All of this leads to a backlog of cases that could and should be cleared away if the Justin Trudeau Liberals were doing their job of appointing judges. Their decision not to means that people charged with serious crimes are let off the hook.


On Wednesday, the Toronto Sun broke the story of a young girl in Toronto who came forward to describe years of physical, mental and sexual abuse at the hands of her father. After an investigation by police and social workers, charges were laid in early 2021.



After going through pre-trial hearings and having court dates scheduled, but then cancelled due to the lack of judges, the girl and her family face the prospect of the case being dropped without going to trial.

A Supreme Court ruling in 2016 established strict guidelines to ensure that the charter guaranteed the right to a trial within a reasonable timeframe. In lesser cases, a trial had to be held within 18 months and within 30 months for more serious cases.


The 30-month mark is now closing in on the horrendous allegations Alexandra and her mother Lisa (not their real names) have described and there is still no trial date that will meet the Supreme Court deadline. The problem isn’t the Supreme Court, it’s our government.

The court set this rule in 2016, but here we are in 2023 and cases are still falling through the cracks due to a lack of resources. Yes, there are problems due to a pandemic backlog and there are issues with lower-level court workers not wanting to return to in-person hearings post-pandemic, but at its heart this is about successive governments — most recently the Trudeau government — not taking criminal justice seriously.

“New Democrats have raised concerns with the government that their tardiness in appointing judges is causing delays which risk very serious criminal cases being dismissed,” NDP MP Randall Garrison said.


Conservative justice critic Rob Moore said the failure of the Trudeau government to fill these vacancies means there are more dangerous people on our streets.

“Victims and their families receive no justice when dangerous criminals who have committed horrible crimes are let off the hook because Trudeau is failing to hire enough judges for our court system,” Moore said.

For their part, the Liberal government said in a statement that they have appointed 100 new judges. But that doesn’t help fill the gap in Ontario, where between vacancies and part-timers the number of judges in court doesn’t match what is needed.

“(Justice) Minister (David) Lametti stands with victims of sexual assault and is working to make sure we have a justice system that supports and protects them. He is aware of concerns regarding judicial vacancies in Ontario and is doing everything he can to fill them expeditiously,” press secretary Diana Ebadi said Wednesday.
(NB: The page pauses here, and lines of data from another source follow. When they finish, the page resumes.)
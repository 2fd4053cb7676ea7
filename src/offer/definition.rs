//! Quest Offer Definitions
//!
//! Offers are time-windowed opportunities to accept a quest, declared by
//! content providers next to their quests.

use chrono::{DateTime, Datelike, Utc, Weekday};
use rand::rngs::StdRng;
use rand::{Rng, SeedableRng};
use serde::{Deserialize, Serialize};
use sha2::{Digest, Sha256};
use std::sync::Arc;

use crate::error::{QuestError, QuestResult};
use crate::quest::definition::{split_full_name, QuestTemplate, NAME_SEPARATOR};

/// When, inside its window, an offer is on the board
#[derive(Debug, Clone, Default, PartialEq, Serialize, Deserialize)]
#[serde(tag = "kind", rename_all = "lowercase")]
pub enum OfferSchedule {
    /// Every moment of the window
    #[default]
    Always,
    /// Every day of the window; acceptance only uses it up for that day
    Daily,
    /// On the listed weekdays
    Weekly { days: Vec<Weekday> },
    /// During the listed months (1-12)
    Seasonal { months: Vec<u32> },
    /// Each day with the given probability, reproducible per player and date
    Random { chance: f64 },
}

impl OfferSchedule {
    pub fn as_str(&self) -> &'static str {
        match self {
            OfferSchedule::Always => "always",
            OfferSchedule::Daily => "daily",
            OfferSchedule::Weekly { .. } => "weekly",
            OfferSchedule::Seasonal { .. } => "seasonal",
            OfferSchedule::Random { .. } => "random",
        }
    }

    /// Whether the schedule puts the offer on the board at `as_of`
    pub fn is_scheduled(&self, full_name: &str, player_id: &str, as_of: DateTime<Utc>) -> bool {
        match self {
            OfferSchedule::Always | OfferSchedule::Daily => true,
            OfferSchedule::Weekly { days } => days.contains(&as_of.weekday()),
            OfferSchedule::Seasonal { months } => months.contains(&as_of.month()),
            OfferSchedule::Random { chance } => {
                let mut rng = StdRng::seed_from_u64(offer_seed(full_name, player_id, as_of));
                rng.gen_range(0.0..1.0) < *chance
            }
        }
    }

    fn validate(&self) -> QuestResult<()> {
        match self {
            OfferSchedule::Random { chance } if !(0.0..=1.0).contains(chance) => Err(
                QuestError::validation(format!("offer chance {} is not within 0..=1", chance)),
            ),
            OfferSchedule::Seasonal { months } if months.iter().any(|m| !(1..=12).contains(m)) => {
                Err(QuestError::validation("offer months must be within 1..=12"))
            }
            _ => Ok(()),
        }
    }
}

/// Seed for randomized schedules, stable across runs and platforms
fn offer_seed(full_name: &str, player_id: &str, as_of: DateTime<Utc>) -> u64 {
    let mut hasher = Sha256::new();
    hasher.update(full_name.as_bytes());
    hasher.update([0u8]);
    hasher.update(player_id.as_bytes());
    hasher.update([0u8]);
    hasher.update(as_of.date_naive().num_days_from_ce().to_le_bytes());
    let digest = hasher.finalize();

    let mut bytes = [0u8; 8];
    bytes.copy_from_slice(&digest[..8]);
    u64::from_le_bytes(bytes)
}

/// Half-open availability window, unbounded where a side is absent
#[derive(Debug, Clone, Copy, Default, PartialEq, Eq, Serialize, Deserialize)]
pub struct AvailabilityWindow {
    #[serde(default)]
    pub start: Option<DateTime<Utc>>,
    #[serde(default)]
    pub end: Option<DateTime<Utc>>,
}

impl AvailabilityWindow {
    pub fn new(start: Option<DateTime<Utc>>, end: Option<DateTime<Utc>>) -> Self {
        Self { start, end }
    }

    pub fn contains(&self, as_of: DateTime<Utc>) -> bool {
        self.start.map_or(true, |start| start <= as_of) && self.end.map_or(true, |end| as_of < end)
    }
}

/// An offer as declared by a content provider
#[derive(Debug, Clone, PartialEq, Serialize, Deserialize)]
pub struct OfferDefinition {
    /// Quest to offer; a bare name refers to a quest of the same owner
    pub quest: String,
    #[serde(default)]
    pub schedule: OfferSchedule,
    #[serde(default)]
    pub window: AvailabilityWindow,
}

impl OfferDefinition {
    pub fn new(quest: &str, schedule: OfferSchedule) -> Self {
        Self {
            quest: quest.to_string(),
            schedule,
            window: AvailabilityWindow::default(),
        }
    }

    pub fn with_window(mut self, window: AvailabilityWindow) -> Self {
        self.window = window;
        self
    }

    /// Fully-qualified name of the offered quest
    pub fn full_name(&self, owner_id: &str) -> String {
        match split_full_name(&self.quest) {
            Some(_) => self.quest.clone(),
            None => format!("{}{}{}", owner_id, NAME_SEPARATOR, self.quest),
        }
    }

    pub fn validate(&self) -> QuestResult<()> {
        if self.quest.is_empty() {
            return Err(QuestError::validation("offer has no quest"));
        }
        if let (Some(start), Some(end)) = (self.window.start, self.window.end) {
            if start >= end {
                return Err(QuestError::validation(format!(
                    "offer window of '{}' ends before it starts",
                    self.quest
                )));
            }
        }
        self.schedule.validate()
    }
}

/// An offer currently on the board for a player
#[derive(Debug, Clone, PartialEq)]
pub struct QuestOffer {
    pub template: Arc<QuestTemplate>,
    pub owner_id: String,
    pub window: AvailabilityWindow,
    pub schedule: OfferSchedule,
}

impl QuestOffer {
    pub fn full_name(&self) -> String {
        self.template.full_name()
    }
}

#[cfg(test)]
mod tests {
    use super::*;
    use chrono::TimeZone;

    fn day(y: i32, m: u32, d: u32) -> DateTime<Utc> {
        Utc.with_ymd_and_hms(y, m, d, 12, 0, 0).unwrap()
    }

    #[test]
    fn test_window_is_half_open() {
        let window = AvailabilityWindow::new(Some(day(2024, 3, 1)), Some(day(2024, 3, 5)));
        assert!(!window.contains(day(2024, 2, 29)));
        assert!(window.contains(day(2024, 3, 1)));
        assert!(window.contains(day(2024, 3, 4)));
        assert!(!window.contains(day(2024, 3, 5)));
        assert!(AvailabilityWindow::default().contains(day(1999, 1, 1)));
    }

    #[test]
    fn test_weekly_and_seasonal() {
        // 2024-03-04 is a Monday
        let weekly = OfferSchedule::Weekly {
            days: vec![Weekday::Mon, Weekday::Fri],
        };
        assert!(weekly.is_scheduled("a.Q", "1", day(2024, 3, 4)));
        assert!(!weekly.is_scheduled("a.Q", "1", day(2024, 3, 5)));

        let seasonal = OfferSchedule::Seasonal { months: vec![12, 1, 2] };
        assert!(seasonal.is_scheduled("a.Q", "1", day(2024, 1, 15)));
        assert!(!seasonal.is_scheduled("a.Q", "1", day(2024, 6, 15)));
    }

    #[test]
    fn test_random_is_reproducible() {
        let schedule = OfferSchedule::Random { chance: 0.5 };
        for d in 1..=28 {
            let as_of = day(2024, 2, d);
            let first = schedule.is_scheduled("a.Q", "1", as_of);
            assert_eq!(first, schedule.is_scheduled("a.Q", "1", as_of));
        }
        assert!(OfferSchedule::Random { chance: 1.0 }.is_scheduled("a.Q", "1", day(2024, 2, 1)));
        assert!(!OfferSchedule::Random { chance: 0.0 }.is_scheduled("a.Q", "1", day(2024, 2, 1)));
    }

    #[test]
    fn test_full_name_resolution() {
        let offer = OfferDefinition::new("FetchWood", OfferSchedule::Daily);
        assert_eq!(offer.full_name("ownerA"), "ownerA.FetchWood");
        let offer = OfferDefinition::new("ownerB.Fishing", OfferSchedule::Daily);
        assert_eq!(offer.full_name("ownerA"), "ownerB.Fishing");
    }

    #[test]
    fn test_validation() {
        assert!(OfferDefinition::new("Q", OfferSchedule::Random { chance: 1.5 }).validate().is_err());
        assert!(OfferDefinition::new("Q", OfferSchedule::Seasonal { months: vec![13] }).validate().is_err());
        assert!(OfferDefinition::new("", OfferSchedule::Always).validate().is_err());
        let inverted = OfferDefinition::new("Q", OfferSchedule::Always)
            .with_window(AvailabilityWindow::new(Some(day(2024, 3, 5)), Some(day(2024, 3, 1))));
        assert!(inverted.validate().is_err());
    }

    #[test]
    fn test_schedule_from_toml() {
        let offer: OfferDefinition = toml::from_str(
            r#"
quest = "FetchWood"

[schedule]
kind = "weekly"
days = ["Mon", "Thu"]

[window]
start = "2024-03-01T00:00:00Z"
"#,
        )
        .unwrap();
        assert_eq!(
            offer.schedule,
            OfferSchedule::Weekly {
                days: vec![Weekday::Mon, Weekday::Thu]
            }
        );
        assert!(offer.window.start.is_some());
        assert!(offer.window.end.is_none());
    }
}
pub mod definition;
pub mod registry;

pub use definition::{AvailabilityWindow, OfferDefinition, OfferSchedule, QuestOffer};
pub use registry::OfferRegistry;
Expeditiously means with speed and efficiency, but that’s not how positions are being filled, especially not in Ontario. The Trudeau government needs to do better on this front or admit they aren’t worried about sexual offenders, drug dealers and murderers going free before they go to trial.

And they need to be able to look young girls like Alexandra in the eye and explain why her case didn’t deserve the attention of the court and a judge.